I Look to the ‘Peckers

Dear Ben Hughes [Manager, Marketing & Communications; Fayetteville Woodpeckers]:

Hello, old friend! I hope you have been well. It has been a while since we communicated, but Facebook told me not so long ago was the anniversary of my crew’s trip to Segra Stadium where we made your bartender in AEVEX Aerospace Lounge work, work, work. The stories are still being told about that night. I did find out recently that one of my buddies really thought his nachos were subpar, but did not tell me because the thought I would make a scene. However, I am not here to talk about the past, but to look to the future.

It seems some of the characters of last season’s narrative have moved on as Austin J. Schwartz [Vice President, Sales & Marketing; Fayetteville Woodpeckers] is chasing corporate sponsorships for the Minnesota Twins while Mark Zarthar is selling hockey sticks or something. And just like that, they were gone from our lives as it is the way of the minor leagues. At least they are not working in retail.

I did see that the Woodpeckers were one of the top organizations in terms of selling merchandise. I was a big part of that as I spent a small fortune in your teams store, but I must say I look smashing in that gear, so it was money well spent. However, due to the Astros’ cheating scandal, I really cannot wear the gear outside of the house without the fear of being pummeled by angry mobs wanting to bestow vengeance, which sharply deflates the ‘Pecker Pride. I would inquire to a retroactive discount, but I am a giver.

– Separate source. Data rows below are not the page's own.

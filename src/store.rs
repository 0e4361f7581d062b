//! In-memory order store
//!
//! One dashmap entry per order. All mutation goes through [`OrderStore::update`],
//! which holds the entry's write guard for the whole check-and-set, so two
//! concurrent transitions on the same order serialize and the loser sees the
//! refreshed status. Reads clone out and never block writers globally.

use dashmap::DashMap;
use std::sync::atomic::{AtomicU64, Ordering};

use crate::error::{ServiceError, ServiceResult};
use crate::models::Order;

pub struct OrderStore {
    orders: DashMap<u64, Order>,
    order_id_gen: AtomicU64,
}

impl OrderStore {
    pub fn new() -> Self {
        Self {
            orders: DashMap::new(),
            order_id_gen: AtomicU64::new(1),
        }
    }

    pub fn next_order_id(&self) -> u64 {
        self.order_id_gen.fetch_add(1, Ordering::SeqCst)
    }

    pub fn insert(&self, order: Order) {
        self.orders.insert(order.id, order);
    }

    pub fn get(&self, order_id: u64) -> ServiceResult<Order> {
        self.orders
            .get(&order_id)
            .map(|o| o.clone())
            .ok_or_else(|| ServiceError::order_not_found(order_id))
    }

    /// Apply `f` to the order under its entry lock. The closure validates
    /// against the current state and mutates only on success; the updated
    /// order is cloned out after `f` returns.
    pub fn update<F>(&self, order_id: u64, f: F) -> ServiceResult<Order>
    where
        F: FnOnce(&mut Order) -> ServiceResult<()>,
    {
        let mut entry = self
            .orders
            .get_mut(&order_id)
            .ok_or_else(|| ServiceError::order_not_found(order_id))?;
        f(entry.value_mut())?;
        Ok(entry.clone())
    }

    pub fn len(&self) -> usize {
        self.orders.len()
    }

    pub fn is_empty(&self) -> bool {
        self.orders.is_empty()
    }

    /// Snapshot of orders matching `pred`. Not linearizable with in-flight
    /// transitions, which is fine for list views and stats.
    pub fn filter<P>(&self, pred: P) -> Vec<Order>
    where
        P: Fn(&Order) -> bool,
    {
        self.orders
            .iter()
            .filter(|o| pred(o.value()))
            .map(|o| o.clone())
            .collect()
    }

    pub fn all(&self) -> Vec<Order> {
        self.filter(|_| true)
    }
}

impl Default for OrderStore {
    fn default() -> Self {
        Self::new()
    }
}

#[cfg(test)]
mod tests {
    use super::*;
    use crate::models::{OrderStatus, ServiceType};
    use chrono::Utc;
    use rust_decimal_macros::dec;

    fn order(id: u64) -> Order {
        Order {
            id,
            student_id: 1,
            personnel_id: Some(1),
            items: vec![],
            service_type: ServiceType::Normal,
            urgency_days: 3,
            total_price: dec!(0),
            status: OrderStatus::Pending,
            pickup_location: "Hostel A".to_string(),
            rejection_reason: None,
            photo_url: None,
            student_rating: None,
            created_at: Utc::now(),
            updated_at: Utc::now(),
            accepted_at: None,
            collection_at: None,
            washing_at: None,
            ironing_at: None,
            completed_at: None,
        }
    }

    #[test]
    fn ids_are_monotonic() {
        let store = OrderStore::new();
        let a = store.next_order_id();
        let b = store.next_order_id();
        assert!(b > a);
    }

    #[test]
    fn get_unknown_is_not_found() {
        let store = OrderStore::new();
        assert_eq!(store.get(99), Err(ServiceError::order_not_found(99)));
    }

    #[test]
    fn update_returns_refreshed_clone() {
        let store = OrderStore::new();
        store.insert(order(1));
        let updated = store
            .update(1, |o| {
                o.status = OrderStatus::Accepted;
                Ok(())
            })
            .unwrap();
        assert_eq!(updated.status, OrderStatus::Accepted);
        assert_eq!(store.get(1).unwrap().status, OrderStatus::Accepted);
    }

    #[test]
    fn update_error_propagates() {
        let store = OrderStore::new();
        store.insert(order(1));
        let res = store.update(1, |_| Err(ServiceError::validation("nope")));
        assert_eq!(res, Err(ServiceError::validation("nope")));
    }

    #[test]
    fn concurrent_updates_serialize() {
        use std::sync::Arc;
        let store = Arc::new(OrderStore::new());
        store.insert(order(7));

        let mut handles = Vec::new();
        for _ in 0..8 {
            let store = store.clone();
            handles.push(std::thread::spawn(move || {
                store.update(7, |o| {
                    if o.status != OrderStatus::Pending {
                        return Err(ServiceError::InvalidTransition {
                            from: o.status,
                            to: OrderStatus::Accepted,
                        });
                    }
                    o.status = OrderStatus::Accepted;
                    Ok(())
                })
            }));
        }
        let wins = handles
            .into_iter()
            .map(|h| h.join().unwrap())
            .filter(|r| r.is_ok())
            .count();
        assert_eq!(wins, 1);
    }
}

I still hold ties to the Carolina League these days as I have sort of become the unofficial advisor for the Myrtle Beach Pelicans. I was instrumental in helping Ryan Moore [General Manager] overcoming his grief in being denied yet another Golden Bobblehead, and I have become Hunter Horenstein’s [Director of Fan Engagement] mentor/life advisor, sort of like Obi-wan and Anikan. We are so tight they want to put a brick with my name on it in their stadium for a small price that we are still negotiating. I almost had convinced Hunter to carjack the Oscar Meyer Weinermobile in the early stages of COVID, but the specter of prison looms a bit larger in a pandemic. Currently, I am trying to get them to rebrand to the Myrtle Beach Horned Grebes, one of nature’s most most monogamous birds.

I see Fayetteville is getting its first Sheetz. As a minor league road warrior, I can tell you that is life changer. You probably do not realize how many flavors of Bugles there are out there, but they should all be on the Sheetz’ shelves (I hope that is the proper possessive of Sheetz). Same with Pringles.

Since Austin and Mark have flown the coop (see the bird connection there?), have you heard who is going to fill the void. I was thinking about throwing my hat in the ring and applying for Austin’s previous position, but I am not sure if upper management thinks I am vice president material, plus they never were really behind the “Fear the Wood! Respect the Peckers!” slogan. Still, as you know I would be a valuable asset to the ‘Peckers going forward, plus Ryan and Hunter would shit their pants if I worked for the competition.

I am sure you have seen the cutouts of fans populating Major League parks? Why not open that up to Segra Stadium? Charge fans a much smaller fee to have their cutouts, and then have someone walk through the stands each day for live updates on the internet. This will certainly help your brand endure in these trying times. Bunker can pose by the cutouts, and fans will repost their image on social media. Suddenly, the ‘Peckers will be spreading like wildfire. I am sure there is a good graphic design establishment in town that could to this cheap. Maybe you could get a crew to launch hot dogs and t-shirts ate the cutouts. Keep them up through the holidays and string some lights on them. Maybe put some gifts at the cutouts’ feet. Ho Ho Ho! It is a ‘Pecker Christmas!

Anyway, I must run as it is cocktail hour, and MLB.tv is calling. Stay in touch, and remember a cutout of Bads85 behind home plate brings life to a stadium.

Your friend in baseball,


PS: Do you know who has been suspiciously quiet during the pandemic? Mimes.